REVIEW: Public Enemy, Muse Sick-N-Hour Mess Age (Def Jam)
- Martin Bate
A babble of voices....gunshots....a voice announces "Here we go again", a beat starts up and a radio announcer gives you a news bulletin 1999 style....then a *wicked* guitar riff interrupts before the beat kicks back in, louder, with Chuck D sneering and snarling all over the top of it. Ladies and gentlemen......PUBLIC ENEMY!
A lot has changed since P.E.'s last proper outing - the gangstas have taken over rap with their simple production and tales of bitches, blunts, 40's and gats, so Chuck, Flav and Terminator-X are back to tell you "What *time* it is".
P.E. *know* their backs are against the wall and that they must come out fighting, but rather than simply re-hashing the trademark Bomb Squad wall of noise production, they've chosen to throw some new styles into the mix. They've brought a more live, organic and less structured feel to their sound, even using live instrumentation along with the samples and loops on several of the tracks.
This album's closest cousin would be Fear of a Black Planet - it's a long album, with a variety of styles and moods, and an ambitious attempt to move forward. Like Fear.. it has also come out of troubled times for the band.
The first side is faultless with the style flipping back and forth between the new and old, Chuck and Flav telling you what's wrong with America 1994 and what can be done to stop the rot. The negative gangsta-rap image is attacked several times, no better than on "So Whatcha Gonna Do Now?", which utilizes a laid back, almost Dre-like style to talk about how "Everybody's talking that gangsta *shit*"

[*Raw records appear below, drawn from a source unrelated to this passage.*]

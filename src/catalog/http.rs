// HTTP product source — fetches product records as JSON.
//
// Locators are either absolute URLs or paths resolved against the configured
// base URL. The endpoint is expected to return a ProductRecord document;
// markup extraction lives upstream of this service.

use std::time::Duration;

use async_trait::async_trait;
use chrono::Utc;
use tracing::debug;

use super::models::ProductRecord;
use super::traits::ProductSource;
use crate::error::FetchError;

/// Default base URL for relative locators.
pub const DEFAULT_SOURCE_URL: &str = "http://localhost:8080";

/// Thin reqwest wrapper that fetches one product record per locator.
pub struct HttpProductSource {
    client: reqwest::Client,
    base_url: String,
}

impl HttpProductSource {
    /// Create a source for the given base URL with a per-request timeout.
    pub fn new(base_url: &str, timeout: Duration) -> Result<Self, FetchError> {
        let client = reqwest::Client::builder()
            .user_agent("reviewmatch/0.1")
            .timeout(timeout)
            .build()?;

        Ok(Self {
            client,
            base_url: base_url.trim_end_matches('/').to_string(),
        })
    }

    /// Resolve a locator to the URL that will actually be requested.
    pub fn resolve(&self, locator: &str) -> String {
        let locator = locator.trim();
        if locator.starts_with("http://") || locator.starts_with("https://") {
            locator.to_string()
        } else {
            format!("{}/{}", self.base_url, locator.trim_start_matches('/'))
        }
    }
}

#[async_trait]
impl ProductSource for HttpProductSource {
    async fn fetch(&self, locator: &str) -> Result<ProductRecord, FetchError> {
        let url = self.resolve(locator);

        debug!(url = %url, "Fetching product record");

        let response = self.client.get(&url).send().await?;

        if !response.status().is_success() {
            let status = response.status();
            let body = response.text().await.unwrap_or_default();
            return Err(FetchError::Status {
                status: status.as_u16(),
                message: body,
            });
        }

        let mut record: ProductRecord = response.json().await?;
        record.fetched_at = Utc::now();
        record.validate()?;

        debug!(
            title = %record.title,
            reviews = record.reviews.len(),
            ratings = record.ratings.len(),
            "Fetched product record"
        );

        Ok(record)
    }
}

#[cfg(test)]
mod tests {
    use super::*;

    #[test]
    fn test_resolve_relative_locator() {
        let source = HttpProductSource::new("http://shop.test/", Duration::from_secs(5)).unwrap();
        assert_eq!(source.resolve("/products/42"), "http://shop.test/products/42");
        assert_eq!(source.resolve("products/42"), "http://shop.test/products/42");
    }

    #[test]
    fn test_resolve_absolute_locator() {
        let source = HttpProductSource::new("http://shop.test", Duration::from_secs(5)).unwrap();
        assert_eq!(
            source.resolve("https://other.test/p/1"),
            "https://other.test/p/1"
        );
    }

    #[tokio::test]
    async fn test_fetch_unreachable_is_network_error() {
        // Port 9 (discard) on localhost is not expected to serve HTTP
        let source = HttpProductSource::new("http://127.0.0.1:9", Duration::from_secs(2)).unwrap();
        let result = source.fetch("products/1").await;
        assert!(matches!(result, Err(FetchError::Network(_))));
    }
}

On the second side there's a few hiccups with some of the experiments not quite pulling it off (although coming fairly close). Flav's re-working of the Last Poets "Godd Complexx" strikes an unconvincing balance between the serious and comical, and "Aintnuttin Buttersong"s beats and Hendrix and child samples don't seem to hang together quite as they should.

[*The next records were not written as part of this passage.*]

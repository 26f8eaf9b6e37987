// ReviewNormalizer: turns a product's raw reviews into a corpus document.
//
// Only exact duplicates are removed. No case folding, no whitespace cleanup:
// "Good" and "good " are different reviews. First occurrence wins, so the
// output order is the input order with repeats dropped.

use std::collections::HashSet;

/// The distinct reviews of one product.
#[derive(Debug, Clone, Default, PartialEq, Eq)]
pub struct NormalizedReviews {
    reviews: Vec<String>,
}

impl NormalizedReviews {
    pub fn as_slice(&self) -> &[String] {
        &self.reviews
    }

    pub fn len(&self) -> usize {
        self.reviews.len()
    }

    pub fn is_empty(&self) -> bool {
        self.reviews.is_empty()
    }

    /// All reviews joined into one bag-of-words document.
    pub fn document(&self) -> String {
        self.reviews.join(" ")
    }
}

/// Deduplicate a product's raw reviews.
pub fn normalize(raw: &[String]) -> NormalizedReviews {
    let mut seen: HashSet<&str> = HashSet::with_capacity(raw.len());
    let reviews = raw
        .iter()
        .filter(|review| seen.insert(review.as_str()))
        .cloned()
        .collect();
    NormalizedReviews { reviews }
}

In addition, the album should have finished on the collosal hard funk guitar and layered-to-fuck samples of "Hitler Day" (in which P.E. question the sense in celebrating Columbus) but instead plays out on the minimalist plod of "Living in a Zoo".
But while they can produce something like "Live and Undrugged" where Chuck's rhyme builds to a frenzied climax, with him only *just* holding onto the flow, you have to admit that P.E. are still a powerful force to be reckoned with.